How to spot a Twitter user with a ‘Fake’ Follower Count.

‘They’ have thousands of followers, they adorn themselves with Bio’s which are occasionally obscure but often that of a self proclaimed Guru …and of course you’ve never heard of them before. Should you follow them? Seems reasonable to think that IF they have tons of people following them they MUST be legitimate, right? *cough*. I have been observing various Twitter users for the past three months who offer little value, but do know one thing above all other skills they possess …how to manipulate their follower count to get ahead in Twitter.

We’re following you because… ummm… everyone else is…!

Unfortunately Twitter has no system (yet) for other users to ‘rate’ profiles and in the absence of such a system, credibility is for the most part distinguished by ‘how many followers’ someone has. The people I’m referring to in this post are the Twitter users who have discovered how to artificially increase their follower count. Read on and I’ll show you one of the ways you can spot a ‘manipulator’ simply by looking at the historical growth of their account.

Please note: I’m not in the business of naming people I’ve observed.
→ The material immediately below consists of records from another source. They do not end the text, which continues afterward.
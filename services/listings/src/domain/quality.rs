//! Listing completeness scoring.
//!
//! The score runs from 0 to 10 and is the sum of the points below. It drives
//! the publish gate ([`PUBLISH_MIN_SCORE`](super::types::PUBLISH_MIN_SCORE)).
//!
//! | Criterion                               | Points |
//! |-----------------------------------------|--------|
//! | title ≥ 20 chars                        | 1.0    |
//! | description ≥ 100 chars                 | 1.0    |
//! | price > 0                               | 0.5    |
//! | address and admin unit code             | 0.5    |
//! | land or floor area                      | 1.0    |
//! | bedrooms > 0                            | 0.5    |
//! | bathrooms > 0                           | 0.5    |
//! | direction                               | 0.5    |
//! | frontage                                | 0.5    |
//! | legal status                            | 1.0    |
//! | ownership type                          | 1.0    |
//! | ≥ 3 highlights                          | 1.0    |
//! | ≥ 3 amenities                           | 1.0    |
//!
//! Suggestions cover a subset of these criteria: there is no suggestion for a
//! missing price, address or frontage.

use super::types::{Listing, QualityCategory, QualityInfo};

const MIN_TITLE_CHARS: usize = 20;
const MIN_DESCRIPTION_CHARS: usize = 100;
const MIN_LIST_ITEMS: usize = 3;

fn has_text(value: Option<&str>) -> bool {
    value.is_some_and(|s| !s.is_empty())
}

fn has_amount(value: Option<f64>) -> bool {
    value.is_some_and(|v| v != 0.0)
}

fn has_count(value: Option<i32>) -> bool {
    value.is_some_and(|v| v > 0)
}

fn long_title(listing: &Listing) -> bool {
    listing.title.chars().count() >= MIN_TITLE_CHARS
}

fn long_description(listing: &Listing) -> bool {
    listing
        .description
        .as_deref()
        .is_some_and(|d| d.chars().count() >= MIN_DESCRIPTION_CHARS)
}

fn has_area(listing: &Listing) -> bool {
    has_amount(listing.area_land) || has_amount(listing.area_floor)
}

/// Completeness score in `0.0..=10.0`, rounded to two decimals.
pub fn calculate_score(listing: &Listing) -> f64 {
    let criteria = [
        (long_title(listing), 1.0),
        (long_description(listing), 1.0),
        (listing.price > 0, 0.5),
        (
            !listing.address.is_empty() && !listing.admin_unit_code.is_empty(),
            0.5,
        ),
        (has_area(listing), 1.0),
        (has_count(listing.bedrooms), 0.5),
        (has_count(listing.bathrooms), 0.5),
        (has_text(listing.direction.as_deref()), 0.5),
        (has_amount(listing.frontage), 0.5),
        (has_text(listing.legal_status.as_deref()), 1.0),
        (has_text(listing.ownership_type.as_deref()), 1.0),
        (listing.highlights.len() >= MIN_LIST_ITEMS, 1.0),
        (listing.amenities.len() >= MIN_LIST_ITEMS, 1.0),
    ];
    let score: f64 = criteria
        .iter()
        .filter(|(met, _)| *met)
        .map(|(_, points)| points)
        .sum();
    (score * 100.0).round() / 100.0
}

pub fn category(score: f64) -> QualityCategory {
    if score >= 8.0 {
        QualityCategory::Excellent
    } else if score >= 6.0 {
        QualityCategory::High
    } else if score >= 4.0 {
        QualityCategory::Medium
    } else {
        QualityCategory::Low
    }
}

/// One hint per unmet criterion the owner can act on.
pub fn suggestions(listing: &Listing) -> Vec<String> {
    let hints = [
        (
            long_title(listing),
            "Add a more detailed title (at least 20 characters)",
        ),
        (
            long_description(listing),
            "Add a detailed description (at least 100 characters)",
        ),
        (has_area(listing), "Add property area information"),
        (has_count(listing.bedrooms), "Add number of bedrooms"),
        (has_count(listing.bathrooms), "Add number of bathrooms"),
        (
            has_text(listing.direction.as_deref()),
            "Add property direction (facing)",
        ),
        (
            has_text(listing.legal_status.as_deref()),
            "Add legal status (e.g., pink book, red book)",
        ),
        (
            has_text(listing.ownership_type.as_deref()),
            "Add ownership type",
        ),
        (
            listing.highlights.len() >= MIN_LIST_ITEMS,
            "Add at least 3 property highlights",
        ),
        (
            listing.amenities.len() >= MIN_LIST_ITEMS,
            "Add at least 3 amenities",
        ),
    ];
    hints
        .into_iter()
        .filter(|(met, _)| !met)
        .map(|(_, hint)| hint.to_owned())
        .collect()
}

pub fn quality_info(listing: &Listing) -> QualityInfo {
    let score = calculate_score(listing);
    QualityInfo {
        score,
        category: category(score),
        suggestions: suggestions(listing),
    }
}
There are no rules on how to use Twitter so technically speaking these individuals aren’t doing anything wrong per se. I even follow quite a few of them simply to observe behavioural patterns.

He’s not who you think he is:
As an example, one of the most “popular” Twitter users in Australia also happens to be one of Australia’s most infamous convicted spammers. Clearly people aren’t aware of his past when they follow him (he obviously doesn’t advertise this fact on his profile). Ironically as he started his Twitter climb to the top in early December he bragged about how he would accumulate a mass following in Twitter with ease, which of course is not that hard when you see ‘how’ below.

The way this individual and others like him amassed followers so quickly was simply by regularly following as many people as possible (within the limits) and un-following anybody who did not follow back. This keeps the follower-to-following ratio roughly in check.

If you were able to break down the first few thousand followers for these people you would see the large proportion are simply ‘return follows’. I believe that a critical mass is eventually reached (usually above 5,000 followers depending on location) at which point organic follows start to occur. This is because making the top lists in sites like Grader, Twiterholic, Alltop lists etc ensures that a profile with lots of followers are ‘promoted’. Whilst many agree that retweets are the most authentic way of attracting more genuine followers, being on a top 100 list will make sure your follower count continues to rise rapidly regardless of content quality or authenticity.

Recently scripts have appeared in the public domain that auto-follow and un-follow as above. An example of one of a person using scripts is shown in a graph below, and we can see how this particular individual has amassed over 35,000 followers in just a few weeks. I am not providing locations to these tools for obvious reasons.